Greene clarified that his study did not look at whether kids who were given puberty blockers and cross-sex hormones had a higher risk of suicide. Instead, the study looked at state rules that “facilitate minors accessing those interventions without parental consent and finds that those policies raise suicide risks among young people.”
“To believe that easier access to puberty blockers and cross-sex hormones are not the cause of elevated suicide risk in those states, one would have to be able to imagine other medical interventions that only became widely available after 2010 and would only affect young people,” Greene challenged.
“The lack of theoretically plausible alternatives strengthens the case for concluding that cross-sex medical interventions are the cause of the observed increase in suicide among young people,” he continued.

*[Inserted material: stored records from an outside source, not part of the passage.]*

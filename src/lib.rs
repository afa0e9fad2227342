//! Time & weather chat agent
//!
//! An LLM chat agent whose tools come from remote MCP servers (user time
//! and weather), usable from a terminal REPL or exposed as an A2A agent.

pub mod a2a;
pub mod cli;
pub mod config;
pub mod core;
pub mod llm;
pub mod mcp;
pub mod ui;
use anyhow::Result;
use clap::Parser;
use std::sync::Arc;
use tracing_subscriber::{layer::SubscriberExt, util::SubscriberInitExt};

use weather_agent::a2a;
use weather_agent::cli::{Cli, Commands};
use weather_agent::config::Settings;
use weather_agent::core::{smoke, ChatAgent, Orchestrator};
use weather_agent::mcp::McpRegistry;
use weather_agent::ui::Console;

#[tokio::main]
async fn main() -> Result<()> {
    let cli = Cli::parse();
    init_tracing(cli.verbose, cli.is_serve());

    let settings = Settings::load(cli.config.as_deref())?;
    let console = Console::new();

    match cli.command {
        None | Some(Commands::Chat) => {
            let orchestrator = Orchestrator::new(&settings).await?;
            let result = orchestrator.repl().await;
            orchestrator.shutdown().await;
            result?;
        }
        Some(Commands::Ask { message }) => {
            let orchestrator = Orchestrator::new(&settings).await?;
            let result = orchestrator.ask(&message).await;
            orchestrator.shutdown().await;
            result?;
        }
        Some(Commands::Smoke) => {
            let agent = ChatAgent::from_settings(&settings).await?;
            let passed = smoke::run(&agent, &console).await;
            agent.shutdown().await;
            std::process::exit(if passed? { 0 } else { 1 });
        }
        Some(Commands::Serve { host, port }) => {
            let host = host.unwrap_or_else(|| settings.server.host.clone());
            let port = port.unwrap_or(settings.server.port);

            let agent = Arc::new(ChatAgent::from_settings(&settings).await?);
            for (name, reason) in agent.tools().failures() {
                console.warn(&format!("MCP server '{}' unavailable: {}", name, reason));
            }
            console.info(&format!("Serving A2A agent at http://{}:{}/", host, port));

            let result = a2a::serve_agent(agent.clone(), &host, port).await;
            agent.shutdown().await;
            result?;
        }
        Some(Commands::Tools) => {
            let registry = McpRegistry::connect(&settings.mcp_servers).await;
            console.list_tools(&registry);
            registry.shutdown().await;
        }
        Some(Commands::Config) => {
            console.show_config(&settings);
        }
    }

    Ok(())
}

fn init_tracing(verbose: bool, serving: bool) {
    let default_filter = if verbose {
        "weather_agent=debug,tower_http=debug"
    } else if serving {
        "weather_agent=info,tower_http=info"
    } else {
        "weather_agent=warn"
    };

    tracing_subscriber::registry()
        .with(
            tracing_subscriber::EnvFilter::try_from_default_env()
                .unwrap_or_else(|_| default_filter.into()),
        )
        .with(tracing_subscriber::fmt::layer().with_writer(std::io::stderr))
        .init();
}
mod agent;
mod instructions;
mod orchestrator;
pub mod smoke;
mod thread;

pub use agent::{AgentResponse, ChatAgent, ToolInvocation};
pub use instructions::{SUPPORTED_CITIES, SYSTEM_INSTRUCTIONS};
pub use orchestrator::{parse_command, Orchestrator, ReplCommand};
pub use thread::Thread;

Analyzing Existing Research
Puberty blockers, according to the World Professional Association for Transgender Health (WPATH) and the Endocrine Society, can allow more time for adolescents to explore the gender in which they desire to live, in addition to being safe and totally reversible. They also argue that having access to “gender-affirming” care lowers the likelihood of suicide.
Large hospitals, Democrats, and the Biden administration, which wants to administer the drugs to troubled children, are citing these organizations as experts, including the American Academy of Pediatrics (AAP).
The effects of these medications as a treatment for minors with gender dysphoria have “never been subjected to a large-scale randomized controlled trial (RCT),” according to Greene’s assessment.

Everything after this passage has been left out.